One format, many brains — why it does not work
As a training project coordinator at EITT, I see hundreds of training sessions per year. I also see how participants respond to different formats — and how easy it is to lose someone who could have gained the most from the workshop.
Standard training assumes everyone learns at the same pace, in the same way, with the same tolerance for stimuli. That is not true — and this is not just about preferences. People with ADHD, on the autism spectrum, with dyslexia, or dyspraxia process information in fundamentally different ways. Not worse. Different.
The good news: changes that make training accessible to neurodiverse participants improve the experience for everyone.
What the participant we do not know about experiences
The participant with ADHD
The ADHD brain works fast. It catches the meaning before the trainer finishes the sentence. It predicts where the argument is going. It cannot tolerate “empty spaces” — long introductions, repetitions, waiting for the group.
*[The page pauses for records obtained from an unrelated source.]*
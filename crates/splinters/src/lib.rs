//! Splits a lipid's total composition into individual chains, then places the double bonds and oxidations of those
//! chains in every way consistent with what is already known

mod cache;
mod candidates;
mod distributor;
mod placement;
mod variations;

// External Crate Imports
use lipochem::{AnyChains, Chain, MolecularSpeciesLevelChains, PositionLevelChains, TotalChain};

pub use placement::StandardChainGenerator;
pub use variations::{ChainVariationGenerator, DEFAULT_MIN_LENGTH};

// Public API ==========================================================================================================

/// Decides which chains are chemically reasonable, and where their double bonds (and oxidations) can go
pub trait ChainGenerator {
    #[must_use]
    fn carbon_is_valid(&self, carbon_count: u32) -> bool;

    #[must_use]
    fn double_bond_is_valid(&self, carbon_count: u32, double_bond_count: u32) -> bool;

    /// Every completion of `chain`'s undecided double bonds and oxidations that keeps its fixed positions. A chain
    /// that is already fully decided yields only itself
    fn generate(&self, chain: &Chain) -> impl Iterator<Item = Chain>;
}

pub trait TotalChainVariationGenerator {
    /// Every way of splitting `total_chain` into individual chains, with their positions left undecided
    fn separate(&self, total_chain: &TotalChain) -> impl Iterator<Item = AnyChains>;

    /// Every structural variant of `chains`, ignoring the order of the chains. Yields nothing if `chains` is already
    /// fully decided
    fn permutate(&self, chains: &MolecularSpeciesLevelChains) -> impl Iterator<Item = AnyChains>;

    /// Every structural variant of `chains`, keeping each chain in its sn position. Yields nothing if `chains` is
    /// already fully decided
    fn product(&self, chains: &PositionLevelChains) -> impl Iterator<Item = AnyChains>;
}
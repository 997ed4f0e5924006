// Standard Library Imports
use std::{collections::BTreeSet, iter};

// External Crate Imports
use itertools::{Either, Itertools};
use lipochem::DoubleBond;

// Local Crate Imports
use super::is_spaced_from;

/// Where sphingoid bases usually carry their double bonds
const ANCHORS: [u32; 3] = [4, 8, 14];

/// Once every anchor is taken, further double bonds go on even carbons from here on
const FIRST_EXTRA_POSITION: u32 = 6;

// Public API ==========================================================================================================

pub(super) fn complete(
    carbon_count: u32,
    double_bond: &DoubleBond,
) -> impl Iterator<Item = DoubleBond> + Clone + use<> {
    let undecided = double_bond.undecided_count() as usize;
    if undecided == 0 {
        return Either::Left(iter::once(double_bond.clone()));
    }

    let count = double_bond.count();
    let fixed = double_bond.positions().clone();
    let open_anchors = ANCHORS.into_iter().filter({
        let fixed = fixed.clone();
        move |&a| a < carbon_count && is_spaced_from(a, &fixed)
    });

    let completions = open_anchors
        .powerset()
        .take_while(move |anchors| anchors.len() <= undecided)
        .flat_map(move |anchors| {
            let mut positions = fixed.clone();
            positions.extend(&anchors);
            extend_past_anchors(carbon_count, positions, undecided - anchors.len())
        })
        .filter_map(move |positions| DoubleBond::new(count, positions).ok())
        .unique();
    Either::Right(completions)
}

// Private Helper Functions ============================================================================================

fn extend_past_anchors(
    carbon_count: u32,
    positions: BTreeSet<u32>,
    remaining: usize,
) -> impl Iterator<Item = BTreeSet<u32>> + Clone {
    if remaining == 0 {
        return Either::Left(Some(positions).into_iter());
    }

    // Without all of the anchors, there's nowhere else for the remaining double bonds to go
    if !ANCHORS.iter().all(|a| positions.contains(a)) {
        return Either::Left(None.into_iter());
    }

    let extras = (FIRST_EXTRA_POSITION..carbon_count)
        .step_by(2)
        .filter(|&p| is_spaced_from(p, &positions))
        .collect_vec();
    // NOTE: `.combinations()` allocates an index for every position it picks, so requests that can't be met stop here
    if remaining > extras.len() {
        return Either::Left(None.into_iter());
    }

    Either::Right(extras.into_iter().combinations(remaining).map(move |extra| {
        let mut positions = positions.clone();
        positions.extend(extra);
        positions
    }))
}

// Module Tests ========================================================================================================
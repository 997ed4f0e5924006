use miette::Diagnostic;
use thiserror::Error;

pub type Result<T, E = Box<LipochemError>> = std::result::Result<T, E>;

// FIXME: Maybe just rename this to be `Error`?
#[derive(Debug, Diagnostic, Clone, Eq, PartialEq, Error)]
pub enum LipochemError {
    #[diagnostic(help("remove some of the fixed positions, or raise the total number of {kind}s"))]
    #[error("{positions} {kind} positions were fixed, but only {count} {kind}s are present")]
    TooManyPositions {
        kind: &'static str,
        count: u32,
        positions: usize,
    },

    #[diagnostic(help("positions are numbered from 1 and must fall on a carbon of the chain"))]
    #[error("the {kind} position {position} does not fit on a chain of {carbons} carbons")]
    PositionOutOfRange {
        kind: &'static str,
        position: u32,
        carbons: u32,
    },

    #[diagnostic(help("double bonds must be separated by at least one single bond"))]
    #[error("the double bonds at positions {0} and {1} are cumulated")]
    CumulatedDoubleBonds(u32, u32),

    #[diagnostic(help(
        "sphingoid bases carry hydroxyl groups at carbons 1 and 3, so need an oxidation count of at least 2"
    ))]
    #[error("a sphingoid base needs at least 2 oxidations, but only {0} were given")]
    MissingBackbone(u32),
}

impl LipochemError {
    pub(crate) fn too_many_positions(kind: &'static str, count: u32, positions: usize) -> Box<Self> {
        Box::new(Self::TooManyPositions {
            kind,
            count,
            positions,
        })
    }

    pub(crate) fn position_out_of_range(kind: &'static str, position: u32, carbons: u32) -> Box<Self> {
        Box::new(Self::PositionOutOfRange {
            kind,
            position,
            carbons,
        })
    }
}
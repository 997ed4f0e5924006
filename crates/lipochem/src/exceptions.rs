//! A table of curated, non-methylene-interrupted double-bond patterns, keyed by chain length and unsaturation

// Standard Library Imports
use std::collections::{hash_map::Entry, BTreeSet};

// External Crate Imports
use ahash::{HashMap, HashMapExt};
use knuffel::{span::Span, Decode};
use miette::{Diagnostic, LabeledSpan, NamedSource, Result};
use thiserror::Error;

// Local Crate Imports
use crate::{DoubleBond, LipochemError};

/// The chain exception table bundled with this crate
pub const DEFAULT_KDL: &str = include_str!("../data/chain_exceptions.kdl");

// Public API ==========================================================================================================

#[derive(Clone, Eq, PartialEq, Debug)]
pub struct ChainExceptionDatabase {
    entries: HashMap<(u32, u32), Vec<DoubleBond>>,
}

impl ChainExceptionDatabase {
    pub fn new(file_name: impl AsRef<str>, kdl_text: impl AsRef<str>) -> Result<Self> {
        let parsed_db: ChainExceptionsKdl = knuffel::parse(file_name.as_ref(), kdl_text.as_ref())?;
        let db = parsed_db
            .validate()
            .map_err(|e| e.finalize(file_name.as_ref(), kdl_text))?;

        log::debug!(
            "loaded {} chain exception entries from {}",
            db.len(),
            file_name.as_ref()
        );
        Ok(db)
    }

    /// Every curated double-bond pattern for a chain with `carbon_count` carbons and `double_bond_count` double bonds
    #[must_use]
    pub fn lookup(&self, carbon_count: u32, double_bond_count: u32) -> &[DoubleBond] {
        self.entries
            .get(&(carbon_count, double_bond_count))
            .map(Vec::as_slice)
            .unwrap_or_default()
    }

    #[must_use]
    pub fn len(&self) -> usize {
        self.entries.len()
    }

    #[must_use]
    pub fn is_empty(&self) -> bool {
        self.entries.is_empty()
    }
}

impl Default for ChainExceptionDatabase {
    fn default() -> Self {
        // SAFETY: The bundled table is parsed by the `bundled_exceptions` test, so this `.unwrap()` can never panic
        Self::new("chain_exceptions.kdl", DEFAULT_KDL).unwrap()
    }
}

// KDL File Schema =====================================================================================================

#[derive(Debug, Decode)]
#[knuffel(span_type=Span)]
struct ChainExceptionsKdl {
    #[knuffel(children(name = "chain"))]
    chains: Vec<ChainKdl>,
}

#[derive(Debug, Decode)]
#[knuffel(span_type=Span)]
struct ChainKdl {
    #[knuffel(span)]
    span: Span,
    #[knuffel(property)]
    carbons: u32,
    #[knuffel(property(name = "double-bonds"))]
    double_bonds: u32,
    #[knuffel(children(name = "positions", non_empty))]
    positions: Vec<PositionsKdl>,
}

#[derive(Debug, Decode)]
#[knuffel(span_type=Span)]
struct PositionsKdl {
    #[knuffel(span)]
    span: Span,
    #[knuffel(arguments)]
    positions: Vec<u32>,
}

// Chain Exception Validation ==========================================================================================

type ExceptionResult<T> = std::result::Result<T, ChainExceptionErrorKind>;

impl ChainExceptionsKdl {
    fn validate(self) -> ExceptionResult<ChainExceptionDatabase> {
        let mut seen_chains = HashMap::with_capacity(self.chains.len());

        for chain in self.chains {
            let key = (chain.carbons, chain.double_bonds);
            match seen_chains.entry(key) {
                Entry::Occupied(e) => {
                    let (first_defined_at, _) = e.remove();
                    return Err(ChainExceptionErrorKind::DuplicateChain(
                        first_defined_at,
                        chain.span,
                        key.0,
                        key.1,
                    ));
                }
                Entry::Vacant(e) => {
                    let span = chain.span;
                    e.insert((span, chain.validate()?));
                }
            };
        }

        let entries = seen_chains
            .into_iter()
            .map(|(k, (_, v))| (k, v))
            .collect();
        Ok(ChainExceptionDatabase { entries })
    }
}

impl ChainKdl {
    fn validate(self) -> ExceptionResult<Vec<DoubleBond>> {
        let mut seen_sets: Vec<(DoubleBond, Span)> = Vec::with_capacity(self.positions.len());

        for positions in self.positions {
            let span = positions.span;
            let double_bond = positions.validate(self.carbons, self.double_bonds)?;

            if let Some((_, first_defined_at)) = seen_sets.iter().find(|(db, _)| db == &double_bond) {
                return Err(ChainExceptionErrorKind::DuplicatePositions(
                    *first_defined_at,
                    span,
                ));
            }
            seen_sets.push((double_bond, span));
        }

        Ok(seen_sets.into_iter().map(|(db, _)| db).collect())
    }
}

impl PositionsKdl {
    fn validate(self, carbons: u32, double_bonds: u32) -> ExceptionResult<DoubleBond> {
        let span = self.span;
        let found = self.positions.len();
        if found != double_bonds as usize {
            return Err(ChainExceptionErrorKind::WrongBondCount(span, double_bonds, found));
        }

        let mut unique_positions = BTreeSet::new();
        for position in self.positions {
            if !unique_positions.insert(position) {
                return Err(ChainExceptionErrorKind::RepeatedPosition(span, position));
            }
            if !(1..carbons).contains(&position) {
                return Err(ChainExceptionErrorKind::PositionOutOfRange(span, position, carbons));
            }
        }

        DoubleBond::new(double_bonds, unique_positions)
            .map_err(|e| ChainExceptionErrorKind::InvalidPositions(span, *e))
    }
}

// Validation Error Types and Trait Implementations  ===================================================================

#[derive(Debug, Error)]
#[error("failed to validate chain exception file")]
struct ChainExceptionError {
    kdl: NamedSource<String>,
    #[source]
    kind: ChainExceptionErrorKind,
}

// NOTE: One validation error can point at several KDL nodes (both copies of a duplicated `chain`, for example), and how
// many depends on `self.kind`. `#[derive(Diagnostic)]` only supports a fixed set of `#[label]` fields, so the labels
// are collected from `ChainExceptionErrorKind::labels()` here instead
impl Diagnostic for ChainExceptionError {
    fn source_code(&self) -> Option<&dyn miette::SourceCode> {
        Some(&self.kdl)
    }

    fn labels(&self) -> Option<Box<dyn Iterator<Item = LabeledSpan> + '_>> {
        Some(Box::new(self.kind.labels().into_iter().map(|(s, l)| {
            LabeledSpan::new_with_span(Some(l.to_owned()), *s)
        })))
    }

    fn diagnostic_source(&self) -> Option<&dyn Diagnostic> {
        Some(&self.kind)
    }
}

#[derive(Clone, Debug, Diagnostic, Error)]
enum ChainExceptionErrorKind {
    #[error("exceptions for {2}:{3} chains have already been defined")]
    #[diagnostic(help("merge the position sets of both entries into a single `chain` node"))]
    DuplicateChain(Span, Span, u32, u32),

    #[error("expected {1} double bond positions, but found {2}")]
    #[diagnostic(help("every position set must place all of the chain's double bonds"))]
    WrongBondCount(Span, u32, usize),

    #[error("the double bond position {1} was listed more than once")]
    #[diagnostic(help("double-check for typos, or remove the repeated position"))]
    RepeatedPosition(Span, u32),

    #[error("the double bond position {1} does not fit on a chain of {2} carbons")]
    #[diagnostic(help("double bond positions must fall between 1 and one less than the number of carbons"))]
    PositionOutOfRange(Span, u32, u32),

    #[error("this set of double bond positions has already been listed")]
    #[diagnostic(help("remove the duplicate position set"))]
    DuplicatePositions(Span, Span),

    #[error("chain exception file contained an invalid set of double bond positions")]
    InvalidPositions(
        Span,
        #[source]
        #[diagnostic_source]
        LipochemError,
    ),
}

impl ChainExceptionErrorKind {
    fn labels(&self) -> Vec<(&Span, &'static str)> {
        match self {
            Self::DuplicateChain(s1, s2, _, _) | Self::DuplicatePositions(s1, s2) => {
                vec![(s1, "first defined here"), (s2, "then again here")]
            }
            Self::WrongBondCount(s, _, _) => vec![(s, "wrong number of positions")],
            Self::RepeatedPosition(s, _) => vec![(s, "repeated position")],
            Self::PositionOutOfRange(s, _, _) => vec![(s, "position out of range")],
            Self::InvalidPositions(s, _) => vec![(s, "invalid positions")],
        }
    }

    fn finalize(self, file_name: impl AsRef<str>, kdl: impl AsRef<str>) -> ChainExceptionError {
        let kdl = NamedSource::new(file_name, kdl.as_ref().to_owned());
        ChainExceptionError { kdl, kind: self }
    }
}

// Module Tests ========================================================================================================
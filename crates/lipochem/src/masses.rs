// External Crate Imports
use rust_decimal::Decimal;
use rust_decimal_macros::dec;

// Local Crate Imports
use crate::{
    AcylChain, AlkylChain, AnyChains, AverageMass, Chain, Massive, MolecularSpeciesLevelChains,
    MonoisotopicMass, PositionLevelChains, SphingoChain,
};

// Element Masses ======================================================================================================

// Masses taken from https://www.ciaaw.org/atomic-masses.htm and https://www.ciaaw.org/atomic-weights.htm
struct ElementMasses {
    carbon: Decimal,
    hydrogen: Decimal,
    nitrogen: Decimal,
    oxygen: Decimal,
}

const MONOISOTOPIC: ElementMasses = ElementMasses {
    carbon: dec!(12),
    hydrogen: dec!(1.00782503207),
    nitrogen: dec!(14.0030740048),
    oxygen: dec!(15.99491461956),
};

const AVERAGE: ElementMasses = ElementMasses {
    carbon: dec!(12.0107),
    hydrogen: dec!(1.00794),
    nitrogen: dec!(14.0067),
    oxygen: dec!(15.9994),
};

// NOTE: Every chain is some CcHhNnOo moiety, so this is all the chemistry needed for now. If other elements start
// showing up (phosphorus in the headgroups?), it's probably time to pull in a proper `ChemicalComposition`
#[derive(Copy, Clone, Debug)]
struct Formula {
    carbons: u32,
    hydrogens: i64,
    nitrogens: u32,
    oxygens: u32,
}

impl Formula {
    fn mass(self, masses: &ElementMasses) -> Decimal {
        Decimal::from(self.carbons) * masses.carbon
            + Decimal::from(self.hydrogens) * masses.hydrogen
            + Decimal::from(self.nitrogens) * masses.nitrogen
            + Decimal::from(self.oxygens) * masses.oxygen
    }
}

// Chain Formulae ======================================================================================================

// NOTE: Chains are weighed as they're bound in an intact lipid: acyl chains as R-CO, alkyl chains as R (the ether
// oxygen belongs to the backbone), and sphingoid bases with one amide hydrogen already given up to their N-acyl chain
trait ChainFormula {
    fn formula(&self) -> Formula;
}

fn unsaturated_hydrogens(carbon_count: u32, double_bond_count: u32, offset: i64) -> i64 {
    2 * i64::from(carbon_count) - 2 * i64::from(double_bond_count) + offset
}

impl ChainFormula for AcylChain {
    fn formula(&self) -> Formula {
        Formula {
            carbons: self.carbon_count(),
            hydrogens: unsaturated_hydrogens(self.carbon_count(), self.double_bond().count(), -1),
            nitrogens: 0,
            oxygens: 1 + self.oxidized().count(),
        }
    }
}

impl ChainFormula for AlkylChain {
    fn formula(&self) -> Formula {
        Formula {
            carbons: self.carbon_count(),
            hydrogens: unsaturated_hydrogens(self.carbon_count(), self.double_bond().count(), 1),
            nitrogens: 0,
            oxygens: self.oxidized().count(),
        }
    }
}

impl ChainFormula for SphingoChain {
    fn formula(&self) -> Formula {
        Formula {
            carbons: self.carbon_count(),
            hydrogens: unsaturated_hydrogens(self.carbon_count(), self.double_bond().count(), 2),
            nitrogens: 1,
            oxygens: self.oxidized().count(),
        }
    }
}

// Massive Trait Implementations =======================================================================================

macro_rules! massive_chain_impls {
    ($($chain_type:ty),+ $(,)?) => {
        $(
            impl Massive for $chain_type {
                fn monoisotopic_mass(&self) -> MonoisotopicMass {
                    self.formula().mass(&MONOISOTOPIC).into()
                }

                fn average_mass(&self) -> AverageMass {
                    self.formula().mass(&AVERAGE).into()
                }
            }
        )+
    };
}

massive_chain_impls!(AcylChain, AlkylChain, SphingoChain);

impl Massive for Chain {
    fn monoisotopic_mass(&self) -> MonoisotopicMass {
        match self {
            Self::Acyl(c) => c.monoisotopic_mass(),
            Self::Alkyl(c) => c.monoisotopic_mass(),
            Self::Sphingo(c) => c.monoisotopic_mass(),
        }
    }

    fn average_mass(&self) -> AverageMass {
        match self {
            Self::Acyl(c) => c.average_mass(),
            Self::Alkyl(c) => c.average_mass(),
            Self::Sphingo(c) => c.average_mass(),
        }
    }
}

macro_rules! massive_chain_set_impls {
    ($($set_type:ty),+ $(,)?) => {
        $(
            impl Massive for $set_type {
                fn monoisotopic_mass(&self) -> MonoisotopicMass {
                    self.chains().iter().map(Massive::monoisotopic_mass).sum()
                }

                fn average_mass(&self) -> AverageMass {
                    self.chains().iter().map(Massive::average_mass).sum()
                }
            }
        )+
    };
}

massive_chain_set_impls!(MolecularSpeciesLevelChains, PositionLevelChains);

impl Massive for AnyChains {
    fn monoisotopic_mass(&self) -> MonoisotopicMass {
        match self {
            Self::MolecularSpecies(c) => c.monoisotopic_mass(),
            Self::Position(c) => c.monoisotopic_mass(),
        }
    }

    fn average_mass(&self) -> AverageMass {
        match self {
            Self::MolecularSpecies(c) => c.average_mass(),
            Self::Position(c) => c.average_mass(),
        }
    }
}

// Module Tests ========================================================================================================

#[cfg(test)]
mod tests {
    use rust_decimal_macros::dec;

    use crate::{DoubleBond, Oxidized};

    use super::*;

    fn mono(mass: Decimal) -> MonoisotopicMass {
        MonoisotopicMass::from(mass)
    }

    #[test]
    fn acyl_chain_masses() {
        let palmitoyl =
            AcylChain::new(16, DoubleBond::undecided(0), Oxidized::undecided(0)).unwrap();
        assert_eq!(palmitoyl.monoisotopic_mass(), mono(dec!(239.23749061373)));
        assert_eq!(
            palmitoyl.average_mass(),
            AverageMass::from(dec!(239.41674))
        );

        let oleoyl = AcylChain::new(18, DoubleBond::new(1, [9]).unwrap(), Oxidized::undecided(0));
        assert_eq!(oleoyl.unwrap().monoisotopic_mass(), mono(dec!(265.25314067787)));

        let hydroxy_oleoyl = AcylChain::new(18, DoubleBond::undecided(1), Oxidized::undecided(1));
        assert_eq!(
            hydroxy_oleoyl.unwrap().monoisotopic_mass(),
            mono(dec!(281.24805529743))
        );
    }

    #[test]
    fn alkyl_chain_masses() {
        let hexadecyl = AlkylChain::new(16, DoubleBond::undecided(0), Oxidized::undecided(0));
        assert_eq!(hexadecyl.unwrap().monoisotopic_mass(), mono(dec!(225.25822605831)));

        // The vinyl-ether double bond is still a double bond, so the `P-18:0` and `O-18:1` masses agree
        let plasmalogen = AlkylChain::new(18, DoubleBond::new(1, [1]).unwrap(), Oxidized::undecided(0));
        let ether = AlkylChain::new(18, DoubleBond::undecided(1), Oxidized::undecided(0));
        assert_eq!(plasmalogen.unwrap().monoisotopic_mass(), mono(dec!(251.27387612245)));
        assert_eq!(ether.unwrap().monoisotopic_mass(), mono(dec!(251.27387612245)));
    }

    #[test]
    fn ceramide_masses() {
        let sphingosine =
            SphingoChain::new(18, DoubleBond::undecided(1), Oxidized::undecided(2)).unwrap();
        assert_eq!(sphingosine.monoisotopic_mass(), mono(dec!(298.27460439844)));
        assert_eq!(sphingosine.average_mass(), AverageMass::from(dec!(298.48394)));

        let palmitoyl =
            AcylChain::new(16, DoubleBond::undecided(0), Oxidized::undecided(0)).unwrap();
        // Cer 18:1;O2/16:0 is C34H67NO3
        let ceramide = PositionLevelChains::new([Chain::from(sphingosine), palmitoyl.into()]);
        assert_eq!(ceramide.monoisotopic_mass(), mono(dec!(537.51209501217)));
        assert_eq!(
            AnyChains::from(ceramide).monoisotopic_mass(),
            mono(dec!(537.51209501217))
        );
    }
}
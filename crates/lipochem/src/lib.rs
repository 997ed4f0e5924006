//! Lipid chain value types, shorthand notation, and chain masses

pub mod chains;
pub mod errors;
pub mod exceptions;
mod masses;

// Standard Library Imports
use std::{collections::BTreeSet, sync::Arc};

// External Crate Imports
use derive_more::{Add, Display, From, Into, IsVariant, Sum, Unwrap};
use rust_decimal::Decimal;
use serde::Serialize;

pub use errors::{LipochemError, Result};
pub use exceptions::ChainExceptionDatabase;

// NOTE: Every type in this module is immutable once constructed; generators build new values instead of editing old
// ones, which is what lets chains be shared between threads and cached behind `Arc`s

// Positions ===========================================================================================================

// NOTE: Positions are 1-indexed carbon offsets, counted from the reference end of the chain (the carbonyl carbon for
// acyl chains, the ether-linked carbon for alkyl chains, and C1 of the sphingoid base)
#[derive(Clone, Eq, PartialEq, Ord, PartialOrd, Hash, Debug, Default, Serialize)]
pub struct DoubleBond {
    count: u32,
    positions: BTreeSet<u32>,
}

#[derive(Clone, Eq, PartialEq, Ord, PartialOrd, Hash, Debug, Default, Serialize)]
pub struct Oxidized {
    count: u32,
    positions: BTreeSet<u32>,
}

// Chains ==============================================================================================================

#[derive(Clone, Eq, PartialEq, Ord, PartialOrd, Hash, Debug, Serialize)]
pub struct AcylChain {
    carbon_count: u32,
    double_bond: DoubleBond,
    oxidized: Oxidized,
}

#[derive(Clone, Eq, PartialEq, Ord, PartialOrd, Hash, Debug, Serialize)]
pub struct AlkylChain {
    carbon_count: u32,
    double_bond: DoubleBond,
    oxidized: Oxidized,
}

#[derive(Clone, Eq, PartialEq, Ord, PartialOrd, Hash, Debug, Serialize)]
pub struct SphingoChain {
    carbon_count: u32,
    double_bond: DoubleBond,
    oxidized: Oxidized,
}

#[derive(Clone, Eq, PartialEq, Ord, PartialOrd, Hash, Debug, Serialize, From, IsVariant, Unwrap)]
pub enum Chain {
    Acyl(AcylChain),
    Alkyl(AlkylChain),
    Sphingo(SphingoChain),
}

#[derive(Copy, Clone, Eq, PartialEq, Ord, PartialOrd, Hash, Debug, Display, Serialize)]
pub enum ChainKind {
    #[display("acyl")]
    Acyl,
    #[display("alkyl")]
    Alkyl,
    #[display("sphingoid")]
    Sphingo,
}

// Compositions and Chain Sets =========================================================================================

#[derive(Copy, Clone, Eq, PartialEq, Hash, Debug, Default, Serialize)]
pub struct TotalChain {
    carbon_count: u32,
    double_bond_count: u32,
    oxidized_count: u32,
    acyl_chain_count: u32,
    alkyl_chain_count: u32,
    sphingo_chain_count: u32,
}

// NOTE: Chains are reference-counted so that the generator's cache can hand the same chain to every chain set that
// contains it
#[derive(Clone, Eq, PartialEq, Hash, Debug, Default, Serialize)]
pub struct MolecularSpeciesLevelChains(Vec<Arc<Chain>>);

#[derive(Clone, Eq, PartialEq, Hash, Debug, Default, Serialize)]
pub struct PositionLevelChains(Vec<Arc<Chain>>);

#[derive(Clone, Eq, PartialEq, Hash, Debug, Serialize, From, IsVariant, Unwrap)]
pub enum AnyChains {
    MolecularSpecies(MolecularSpeciesLevelChains),
    Position(PositionLevelChains),
}

// Masses ==============================================================================================================

#[derive(Copy, Clone, Eq, PartialEq, Ord, PartialOrd, Hash, Debug, Default, Add, Sum, From, Into, Display)]
pub struct MonoisotopicMass(Decimal);

#[derive(Copy, Clone, Eq, PartialEq, Ord, PartialOrd, Hash, Debug, Default, Add, Sum, From, Into, Display)]
pub struct AverageMass(Decimal);

pub trait Massive {
    fn monoisotopic_mass(&self) -> MonoisotopicMass;
    fn average_mass(&self) -> AverageMass;
}

// Blanket impls

macro_rules! massive_ref_impls {
    ($($ref_type:ty),+ $(,)?) => {
        $(
            impl<T: Massive + ?Sized> Massive for $ref_type {
                fn monoisotopic_mass(&self) -> MonoisotopicMass {
                    (**self).monoisotopic_mass()
                }

                fn average_mass(&self) -> AverageMass {
                    (**self).average_mass()
                }
            }
        )+
    };
}

massive_ref_impls!(&T, Box<T>, Arc<T>);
What happens during training:
- After 20 minutes of trainer monologue — attention drifts
- Group exercises without clear structure — frustration
- Materials as walls of text — unread
- Break “in 90 minutes” — too late
What helps:
- Short blocks (30-45 minutes) with clear transitions between activities
- Interaction every 10-15 minutes — a question, mini-exercise, poll
- Materials with highlighted key points
- Permission to take notes, draw, move around
The participant on the autism spectrum
The brain on the autism spectrum needs time to process. Silence after a trainer’s question is not a lack of response — it is thinking. A sudden plan change, an ambiguous instruction, an unexpected “what do you think?” asked publicly — this is not “group dynamics,” it is overload.
What happens during training:
- No agenda = anxiety throughout the day
- “Now split into groups and come up with something” = paralysis
- Room or time change at the last minute = disorientation
- Noise in an open space = inability to focus
What helps:
- Agenda sent before training — with times, topics, and activity formats
- Instructions given in writing, not just verbally
- Processing time (5 seconds of silence after a question is not “awkward”)
- Predictability: same daily structure, announced changes
The participant with dyslexia
Text on a slide that a neurotypical participant reads in 3 seconds takes a person with dyslexia 10-15 seconds to process. When the trainer switches the slide after 5 seconds, the information is lost.
What helps:
- Materials shared before training
- Key information in diagrams, charts, icons — not walls of text
- Larger font, greater line spacing, colors supporting readability
- Recording of the session to review later
Universal Design for Learning — design once, design well
Universal Design for Learning (UDL) is an approach that does not require knowledge of a participant’s diagnosis. We design training so that it works for different processing styles by default.
Three UDL principles in training practice
1. Multiple means of representation
The same concept presented in three ways: verbally (trainer explains), visually (diagram on slide), practically (exercise). The participant chooses the channel that suits them.
2. Multiple means of action and expression
Not everyone needs to answer in front of the group. Alternatives: chat, sticky notes, pair work, written reflection. We offer choice — we do not force one format.
3. Multiple means of engagement
For some, motivation comes from competition (quiz, ranking). For others — quiet individual exercises. For still others — discussion. A well-designed training includes elements of each type.
Practical checklist for trainers and coordinators
Before training
- Send the agenda with times, topics, and activity formats
- Share materials for preview (not for “studying” — for orientation)
- Ask about needs (format: anonymous survey, not a public question)
- Check the room: noise, lighting, possibility to retreat to quiet space
During training
- Blocks of 45 minutes maximum, breaks every hour
- Instructions given verbally and in writing simultaneously
- Questions: allow 5-10 seconds of silence before expecting an answer
- Exercises: clear instructions, time limit, expected outcome
- Interaction: not just “who wants to answer?” — offer chat, sticky notes, pairs
After training
- Written summary of key points
- Recording or transcript (if possible)
- Evaluation survey asking about format, not just content
This is not “extra effort”
Every one of these changes improves the training experience for all participants. An agenda before the session, shorter blocks, written instructions — these are not accommodations for “special” participants. They are a professional standard that happens to also be inclusive.
At EITT, I observe that training designed with different processing styles in mind receives higher ratings, lower dropout rates, and better feedback from participants — all participants.
Well-designed training does not need an “inclusive” label. It simply works.